◆ Problem details: In the lines below, look for "open". Copy each line where it appears.

BEGIN Supplied entries

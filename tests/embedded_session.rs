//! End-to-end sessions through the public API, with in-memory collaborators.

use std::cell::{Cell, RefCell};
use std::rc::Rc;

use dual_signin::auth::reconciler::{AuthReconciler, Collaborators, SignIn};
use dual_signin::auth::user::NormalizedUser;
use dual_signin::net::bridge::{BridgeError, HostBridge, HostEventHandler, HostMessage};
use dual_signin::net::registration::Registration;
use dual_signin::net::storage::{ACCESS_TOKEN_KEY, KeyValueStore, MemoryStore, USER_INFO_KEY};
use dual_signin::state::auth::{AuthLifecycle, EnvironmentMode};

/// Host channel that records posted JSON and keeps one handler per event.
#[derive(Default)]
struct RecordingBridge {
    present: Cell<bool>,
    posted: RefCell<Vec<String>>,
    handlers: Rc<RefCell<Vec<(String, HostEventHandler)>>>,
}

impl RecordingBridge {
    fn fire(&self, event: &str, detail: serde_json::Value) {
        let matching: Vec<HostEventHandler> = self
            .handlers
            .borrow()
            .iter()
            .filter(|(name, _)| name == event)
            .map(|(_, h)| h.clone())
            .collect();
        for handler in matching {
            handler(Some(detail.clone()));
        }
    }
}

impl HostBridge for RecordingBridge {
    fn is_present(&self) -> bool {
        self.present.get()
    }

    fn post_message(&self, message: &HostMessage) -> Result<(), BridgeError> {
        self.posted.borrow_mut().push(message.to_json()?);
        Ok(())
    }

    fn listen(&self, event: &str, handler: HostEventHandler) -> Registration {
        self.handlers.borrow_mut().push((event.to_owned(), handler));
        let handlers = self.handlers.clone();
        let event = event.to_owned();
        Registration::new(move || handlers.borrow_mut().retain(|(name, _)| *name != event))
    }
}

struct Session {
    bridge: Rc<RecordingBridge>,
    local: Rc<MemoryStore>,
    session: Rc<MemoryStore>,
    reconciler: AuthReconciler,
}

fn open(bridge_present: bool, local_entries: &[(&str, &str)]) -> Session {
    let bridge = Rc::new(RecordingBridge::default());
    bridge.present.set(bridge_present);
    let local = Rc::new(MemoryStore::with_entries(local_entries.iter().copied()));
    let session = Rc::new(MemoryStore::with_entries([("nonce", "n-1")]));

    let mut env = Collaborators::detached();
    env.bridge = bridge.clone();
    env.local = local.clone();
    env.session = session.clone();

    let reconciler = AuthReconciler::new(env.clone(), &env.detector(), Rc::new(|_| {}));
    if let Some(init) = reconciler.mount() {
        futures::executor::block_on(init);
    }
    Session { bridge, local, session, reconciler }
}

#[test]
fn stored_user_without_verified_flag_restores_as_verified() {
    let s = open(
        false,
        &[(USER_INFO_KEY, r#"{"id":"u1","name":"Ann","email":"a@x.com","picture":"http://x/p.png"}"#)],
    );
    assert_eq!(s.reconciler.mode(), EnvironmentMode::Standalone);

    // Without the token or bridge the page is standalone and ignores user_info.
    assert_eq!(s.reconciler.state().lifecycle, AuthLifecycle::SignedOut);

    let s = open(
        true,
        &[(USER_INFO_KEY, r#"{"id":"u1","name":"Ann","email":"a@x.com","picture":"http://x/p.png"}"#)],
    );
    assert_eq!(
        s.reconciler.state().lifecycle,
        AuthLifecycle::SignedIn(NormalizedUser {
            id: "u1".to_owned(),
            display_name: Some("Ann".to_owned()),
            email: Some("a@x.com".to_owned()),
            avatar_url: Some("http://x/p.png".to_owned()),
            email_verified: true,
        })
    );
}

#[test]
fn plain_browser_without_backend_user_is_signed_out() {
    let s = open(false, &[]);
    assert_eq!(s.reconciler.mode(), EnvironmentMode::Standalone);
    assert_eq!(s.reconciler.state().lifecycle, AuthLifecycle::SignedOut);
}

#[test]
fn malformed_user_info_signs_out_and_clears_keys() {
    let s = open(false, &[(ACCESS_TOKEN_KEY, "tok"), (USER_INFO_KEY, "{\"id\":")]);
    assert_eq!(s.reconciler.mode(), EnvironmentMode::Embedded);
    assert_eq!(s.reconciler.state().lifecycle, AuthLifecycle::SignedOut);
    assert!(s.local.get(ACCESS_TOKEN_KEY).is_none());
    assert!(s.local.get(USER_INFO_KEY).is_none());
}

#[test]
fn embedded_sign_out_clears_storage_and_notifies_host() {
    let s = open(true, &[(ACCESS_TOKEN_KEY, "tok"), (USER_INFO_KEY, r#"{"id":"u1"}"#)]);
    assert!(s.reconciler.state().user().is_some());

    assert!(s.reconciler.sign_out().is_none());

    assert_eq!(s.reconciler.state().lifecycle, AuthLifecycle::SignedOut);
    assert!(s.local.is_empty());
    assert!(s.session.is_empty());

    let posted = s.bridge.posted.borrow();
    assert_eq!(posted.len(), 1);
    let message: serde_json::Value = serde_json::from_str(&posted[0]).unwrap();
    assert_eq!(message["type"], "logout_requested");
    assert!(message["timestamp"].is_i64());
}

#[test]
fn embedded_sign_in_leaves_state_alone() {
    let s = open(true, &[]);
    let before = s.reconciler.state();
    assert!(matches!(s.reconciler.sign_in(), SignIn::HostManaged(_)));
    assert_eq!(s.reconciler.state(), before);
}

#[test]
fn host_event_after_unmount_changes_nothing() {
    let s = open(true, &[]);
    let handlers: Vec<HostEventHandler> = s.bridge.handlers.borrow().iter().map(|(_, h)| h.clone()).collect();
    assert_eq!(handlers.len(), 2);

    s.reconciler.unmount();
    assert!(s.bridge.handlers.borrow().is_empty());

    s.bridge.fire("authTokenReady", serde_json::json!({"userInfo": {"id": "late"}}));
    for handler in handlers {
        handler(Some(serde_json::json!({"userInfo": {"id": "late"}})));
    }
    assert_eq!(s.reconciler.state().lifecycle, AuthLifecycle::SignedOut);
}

END Supplied entries

◆ Written solution:
fn open(bridge_present: bool, local_entries: &[(&str, &str)]) -> Session {
    let s = open(
    let s = open(
    let s = open(false, &[]);
    let s = open(false, &[(ACCESS_TOKEN_KEY, "tok"), (USER_INFO_KEY, "{\"id\":")]);
    let s = open(true, &[(ACCESS_TOKEN_KEY, "tok"), (USER_INFO_KEY, r#"{"id":"u1"}"#)]);
    let s = open(true, &[]);
    let s = open(true, &[]);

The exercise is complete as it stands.